There are a number of limitations to these data. Post‐licensure surveillance relies on the voluntary reporting of individuals and health care professionals. Voluntary reporting is known to be subject to various types of bias, including inaccuracy and underreporting.15 Because outcome information is provided primarily by prenatal health care providers, malformations that are not manifest at delivery may not be detected. Procedures to obtain newborn and pediatric records to corroborate outcomes have been implemented but were not in place during most of this study period. Spontaneous abortions and elective terminations may be underrepresented if they occurred before the exposure was reported. The timing of the first dose of vaccine was used to stratify women into risk groups because most (75–94%)1 adults seroconvert after their first dose. Finally, because most of the women enrolled in the study were of unknown serologic status but likely to have been immune to varicella before vaccination, we cannot draw conclusions from the outcomes of their pregnancies and must rely on the smaller number of women known to have been susceptible before vaccination.
Reports of vaccination before and during pregnancy suggest that most instances of inadvertent vaccination with the live attenuated varicella vaccine occur before women are aware they are pregnant. Vaccination with the live attenuated varicella vaccine remains contraindicated in pregnancy, although the decision to terminate a pregnancy should not be based on whether the vaccine was administered during pregnancy.2 Physicians and other health care providers should remember to question all women of childbearing age about the possibility of pregnancy before administering any vaccine.

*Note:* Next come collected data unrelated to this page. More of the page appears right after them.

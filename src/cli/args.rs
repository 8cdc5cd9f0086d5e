use clap::Parser;
use std::path::PathBuf;

use satmosaic::ProviderProfile;

#[derive(Parser)]
#[command(
    name = "satmosaic",
    version,
    about = "Tile a region, download the best scene per tile and mosaic the result"
)]
pub struct CliArgs {
    /// JSON run file with region(s), time range, quality filter and config overrides
    #[arg(short, long)]
    pub run_file: Option<PathBuf>,

    /// Scene catalog JSON (overrides the run file's `catalog`)
    #[arg(short, long)]
    pub catalog: Option<PathBuf>,

    /// Region bounding box as "west,south,east,north" in degrees
    #[arg(long, allow_hyphen_values = true)]
    pub bbox: Option<String>,

    /// Region center as "lat,lon" in degrees (requires --radius-km)
    #[arg(long, allow_hyphen_values = true)]
    pub center: Option<String>,

    /// Region radius around --center, in km
    #[arg(long)]
    pub radius_km: Option<f64>,

    /// First acquisition date (YYYY-MM-DD)
    #[arg(long)]
    pub start: Option<String>,

    /// Last acquisition date (YYYY-MM-DD)
    #[arg(long)]
    pub end: Option<String>,

    /// Provider whose band names, CRS and pacing seed the configuration
    #[arg(long, value_enum)]
    pub provider: Option<ProviderProfile>,

    /// Output directory for tiles, mosaics and manifests
    #[arg(short, long)]
    pub output_dir: Option<PathBuf>,

    /// Target CRS of the mosaic (e.g., EPSG:32721)
    #[arg(long)]
    pub target_crs: Option<String>,

    /// Desired tile edge length in km
    #[arg(long)]
    pub tile_size_km: Option<f64>,

    /// Regions with a smaller radius are fetched as a single tile
    #[arg(long)]
    pub small_region_threshold_km: Option<f64>,

    /// Number of concurrent downloads
    #[arg(long)]
    pub concurrency: Option<usize>,

    /// Retries after the first attempt on rate limiting or timeouts
    #[arg(long)]
    pub max_retries: Option<u32>,

    /// Maximum accepted cloud cover percentage
    #[arg(long)]
    pub max_cloud_cover: Option<f64>,

    /// Band assets to download, comma separated (e.g., B04,B03,B02)
    #[arg(long, value_delimiter = ',')]
    pub bands: Option<Vec<String>>,

    /// Where to write the run manifest (default: next to the mosaic)
    #[arg(long)]
    pub manifest: Option<PathBuf>,

    /// Enable debug logging
    #[arg(long, default_value_t = false)]
    pub log: bool,
}
/// Two regions whose names sanitize alike would share one output directory.
fn distinct_region_dirs(regions: &[NamedRegion]) -> Result<()> {
    let mut seen: HashMap<String, &str> = HashMap::new();
    for named in regions {
        if let Some(first) = seen.insert(sanitize(&named.name), &named.name) {
            return Err(Error::config(
                "regions",
                format!(
                    "'{}' and '{}' share output directory '{}'",
                    first,
                    named.name,
                    sanitize(&named.name)
                ),
            ));
        }
    }
    Ok(())
}

/// Keep names usable as a single path component.
fn sanitize(name: &str) -> String {
    let cleaned: String = name
        .chars()
        .map(|c| {
            if c.is_ascii_alphanumeric() || c == '-' || c == '_' || c == '.' {
                c
            } else {
                '_'
            }
        })
        .collect();
    let trimmed = cleaned.trim_matches('.');
    if trimmed.is_empty() {
        "region".to_string()
    } else {
        trimmed.to_string()
    }
}

fn millis(d: Duration) -> u64 {
    u64::try_from(d.as_millis()).unwrap_or(u64::MAX)
}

At the time of varicella vaccine administration, women should be reminded to avoid pregnancy after vaccination for an interval of 1 to 3 months. It is reassuring that no cases of congenital varicella syndrome were reported among the offspring of women with inadvertent exposure to the vaccine during pregnancy. Because of the small numbers, this study has limited precision to define the risk precisely, if any, associated with exposure. Health care professionals are encouraged to continue to enroll patients in the Pregnancy Registry by calling (800) 986–8999.